Berger se echó hacia atrás y encendió un cigarrillo. Dio dos profundas caladas antes de contestar. Era evidente que necesitaba unos segundos para pensar antes de empezar. Van Veeteren se los dejó.
– Los vi -empezó Berger-. Fue en la primavera de 1986, en marzo o abril. Dos veces los vi juntos, y tengo razones para pensar que se vieron de vez en cuando hasta mediados de mayo, por lo menos. Había algo… yo lo noté en ella, claro. No era una mujer que pudiera guardar secretos, en realidad, era como si llevase escrito en la cara que pasaba algo malo. ¿Comprende usted lo que quiero decir, comisario?
Van Veeteren asintió.
– ¿Puede decir exactamente cuándo empezó?
– En Semana Santa. Fue el Jueves Santo de 1986, no sé qué fecha sería. Fue una de esas raras casualidades en la que he pensado mucho después. Los vi en un coche a la hora del almuerzo. Yo tuve que cruzar la ciudad en coche para verme con un científico en Irgenau, ellos estaban delante de mí, a la derecha, en otro coche…
– ¿Está seguro de que era su mujer?
– Al cien por cien.
– ¿Y el hombre?
– ¿Quiere decir cómo era de aspecto?
– Sí.
– No lo sé. Él conducía. Eva iba a su lado; yo la veía de perfil cuando volvía la cabeza para hablar con él, pero de él sólo veía los hombros y la nuca. Ellos estaban en la fila de la derecha, yo tenía que seguir recto… cuando el semáforo se puso verde, ellos torcieron. No tuve la menor posibilidad de seguirlos, aunque lo hubiera querido. Creo que… creo que también fue un shock.
– ¿Un shock? ¿Cómo podía usted saber que era cuestión de… infidelidad? ¿No podía su esposa estar en aquel coche por una razón completamente inocente?
– Claro que sí, eso es lo que yo me decía también. Pero su reacción cuando le pregunté fue bastante… unívoca.
– ¿De qué manera?
– Se puso completamente fuera de sí. Aseguró que había estado en casa todo el día, que yo estaba equivocado o que mentía y quería destruir nuestra relación. Y un montón de cosas por el estilo.
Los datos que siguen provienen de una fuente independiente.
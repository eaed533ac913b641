fn main() {
    // Compile the Slint file.
    //
    // The appwindow.slint file is compiled into a Rust file that contains the UI code.
    slint_build::compile("../ui/appwindow.slint").expect("Slint build failed");
}
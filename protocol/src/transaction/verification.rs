//! Transaction verification.
//!
//! Each signature slot is checked separately. The `verify_*` functions
//! report why a check failed; the boolean methods on [`Transaction`] are
//! thin wrappers for callers that only need a yes or no.

use std::collections::HashSet;

use tracing::{debug, warn};

use super::builder::Transaction;
use super::error::{SignatureSlot, TransactionError};
use crate::crypto::keys::PublicKey;
use crate::crypto::signatures::verify_raw;

/// Checks the primary signature against `sender_public_key`.
///
/// # Errors
///
/// - [`TransactionError::MissingSignature`] if the transaction is unsigned.
/// - [`TransactionError::SignatureInvalid`] if the signature does not
///   verify, including when the sender key is not a curve point.
pub fn verify_transaction(tx: &Transaction) -> Result<(), TransactionError> {
    let signature = tx.signature.as_ref().ok_or(TransactionError::MissingSignature {
        slot: SignatureSlot::Primary,
    })?;
    let signable = tx.to_signable_bytes()?;
    verify_raw(&signable, signature.as_bytes(), &tx.sender_public_key).map_err(|e| {
        debug!(tx_type = %tx.transaction_type(), error = %e, "primary signature rejected");
        TransactionError::SignatureInvalid {
            slot: SignatureSlot::Primary,
        }
    })
}

/// Checks the second signature against a caller-supplied key.
///
/// The sender's registered second key lives in chain state, not in the
/// transaction, so it has to be passed in.
pub fn verify_second_signature(
    tx: &Transaction,
    second_public_key: &PublicKey,
) -> Result<(), TransactionError> {
    let signature = tx
        .second_signature
        .as_ref()
        .ok_or(TransactionError::MissingSignature {
            slot: SignatureSlot::Second,
        })?;
    let signable = tx.to_second_signable_bytes()?;
    verify_raw(&signable, signature.as_bytes(), second_public_key).map_err(|_| {
        TransactionError::SignatureInvalid {
            slot: SignatureSlot::Second,
        }
    })
}

/// Checks the multi-signature list of a multi-signature registration.
///
/// Every signature must verify under a participant key, no participant may
/// be counted twice, and at least `min` signatures must be present.
pub fn verify_multi_signatures(tx: &Transaction) -> Result<(), TransactionError> {
    let asset = tx.multi_signature_registration()?;
    if tx.signatures.len() < asset.min as usize {
        return Err(TransactionError::InsufficientSignatures {
            have: tx.signatures.len(),
            min: asset.min,
        });
    }

    let signable = tx.to_signable_bytes()?;
    let mut used: HashSet<usize> = HashSet::new();
    for (i, signature) in tx.signatures.iter().enumerate() {
        let signer = asset.public_keys.iter().enumerate().find(|(k, key)| {
            !used.contains(k) && verify_raw(&signable, signature.as_bytes(), key).is_ok()
        });
        match signer {
            Some((k, _)) => {
                used.insert(k);
            }
            None => {
                warn!(index = i, "multi-signature matches no unused participant key");
                return Err(TransactionError::SignatureInvalid {
                    slot: SignatureSlot::Multi(i),
                });
            }
        }
    }
    Ok(())
}

impl Transaction {
    /// `true` if the primary signature verifies against `sender_public_key`.
    pub fn verify(&self) -> bool {
        verify_transaction(self).is_ok()
    }

    /// `true` if the second signature verifies against `second_public_key`.
    pub fn second_verify(&self, second_public_key: &PublicKey) -> bool {
        verify_second_signature(self, second_public_key).is_ok()
    }

    pub fn verify_multi_signatures(&self) -> bool {
        verify_multi_signatures(self).is_ok()
    }
}

// ---------------------------------------------------------------------------
// Tests
// ---------------------------------------------------------------------------
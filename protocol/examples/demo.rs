//! Terminal walkthrough of the transaction lifecycle.
//!
//! Derives an identity from a passphrase, builds and signs a transfer with a
//! second passphrase, ships it through the hex wire form, and verifies it on
//! the receiving side.
//!
//! Run with:
//!   RUST_LOG=ark_protocol=debug cargo run --example demo

use std::time::Instant;

use tracing_subscriber::EnvFilter;

use ark_protocol::config::Network;
use ark_protocol::crypto::keys::{PrivateKey, PublicKey};
use ark_protocol::identity::Address;
use ark_protocol::transaction::{build_transfer, Transaction, TransactionBuilder};

// ---------------------------------------------------------------------------
// ANSI color constants
// ---------------------------------------------------------------------------

const RESET: &str = "\x1b[0m";
const BOLD: &str = "\x1b[1m";
const DIM: &str = "\x1b[2m";
const GREEN: &str = "\x1b[32m";
const YELLOW: &str = "\x1b[33m";
const MAGENTA: &str = "\x1b[35m";
const CYAN: &str = "\x1b[36m";
const WHITE: &str = "\x1b[37m";

// ---------------------------------------------------------------------------
// Display helpers
// ---------------------------------------------------------------------------

fn section(title: &str) {
    println!();
    println!("{BOLD}{WHITE}  {title}{RESET}");
}

fn ok(text: &str) {
    println!("{GREEN}  [OK] {text}{RESET}");
}

fn field(label: &str, value: impl std::fmt::Display) {
    println!("{WHITE}  {BOLD}{label}:{RESET} {YELLOW}{value}{RESET}");
}

fn timing(label: &str, started: Instant) {
    let ms = started.elapsed().as_secs_f64() * 1_000.0;
    println!("{DIM}{MAGENTA}  [{label}: {ms:.2} ms]{RESET}");
}

fn main() -> Result<(), Box<dyn std::error::Error>> {
    tracing_subscriber::fmt()
        .with_env_filter(EnvFilter::try_from_default_env().unwrap_or_else(|_| EnvFilter::new("warn")))
        .init();

    let passphrase = "This is a top secret passphrase";
    let second_passphrase = "This is a top secret second passphrase";

    section("1. Identity");
    let started = Instant::now();
    let key = PrivateKey::from_passphrase(passphrase)?;
    timing("derive", started);
    field("public key", key.public_key());
    field("address", Address::from_passphrase(passphrase, Network::Devnet)?);
    field("wif", key.to_wif(Network::Devnet));

    section("2. Build and sign");
    let draft = TransactionBuilder::transfer(133_380_000_000, "AXoXnFi4z1Z6aFvjEYkDVCtBGW2PaRiM25".parse()?)
        .nonce(5)
        .fee(10_000_000)
        .vendor_field("This is a transaction from Go")
        .build();
    let started = Instant::now();
    let tx = build_transfer(draft, passphrase, Some(second_passphrase))?;
    timing("sign", started);
    field("id", tx.id()?);

    section("3. Wire");
    let wire = tx.to_hex()?;
    field("bytes", wire.len() / 2);
    println!("{DIM}{CYAN}  >> {wire}{RESET}");

    section("4. Receive and verify");
    let received = Transaction::from_hex(&wire)?;
    if received.verify() {
        ok("primary signature");
    }
    if received.second_verify(&PublicKey::from_passphrase(second_passphrase)?) {
        ok("second signature");
    }
    if received.id()? == tx.id()? {
        ok("id matches");
    }
    println!();
    Ok(())
}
– ¿Y no puede ser que tuviera razón?
– No… yo empecé a dudar de lo que había visto, como es natural…, pero al cabo de dos semanas volvió a ocurrir. Un colega mío los vio juntos en un café. Fue muy penoso… lo soltó así, como de pasada, como una broma, pero me temo que yo perdí la cabeza.
– ¿Qué dijo Eva esta vez?
– Lo mismo. Era eso lo que resultaba tan raro. Lo negó, volvió a alterarse completamente, dijo que mi colega era un mentiroso, que ella jamás había puesto los pies en ese café. Todo era tan flagrante; a mí me parecía como que… era indigno de ella mentir… varias veces, además. Le dije que era mucho peor tener que aguantar las mentiras que la infidelidad… Lo raro es que ella parecía estar de acuerdo conmigo.
– ¿Qué pasó luego?
– Nuestra relación se resintió, como es natural…, ella era como una extraña, se puede decir. Yo me rompía la cabeza haciéndome preguntas… haciéndoselas a ella también, pero se negaba a hablar de ello. En cuanto yo intentaba sacar a relucir algo, se cerraba como una almeja… sí, fueron unos meses horrorosos, sencillamente. Y las cosas iban a ser todavía peor. Yo nunca me hubiera esperado nada parecido. Habíamos estado casados cinco años, nos conocíamos desde hacía diez y jamás habíamos tenido problemas así. ¿Está usted casado, comisario?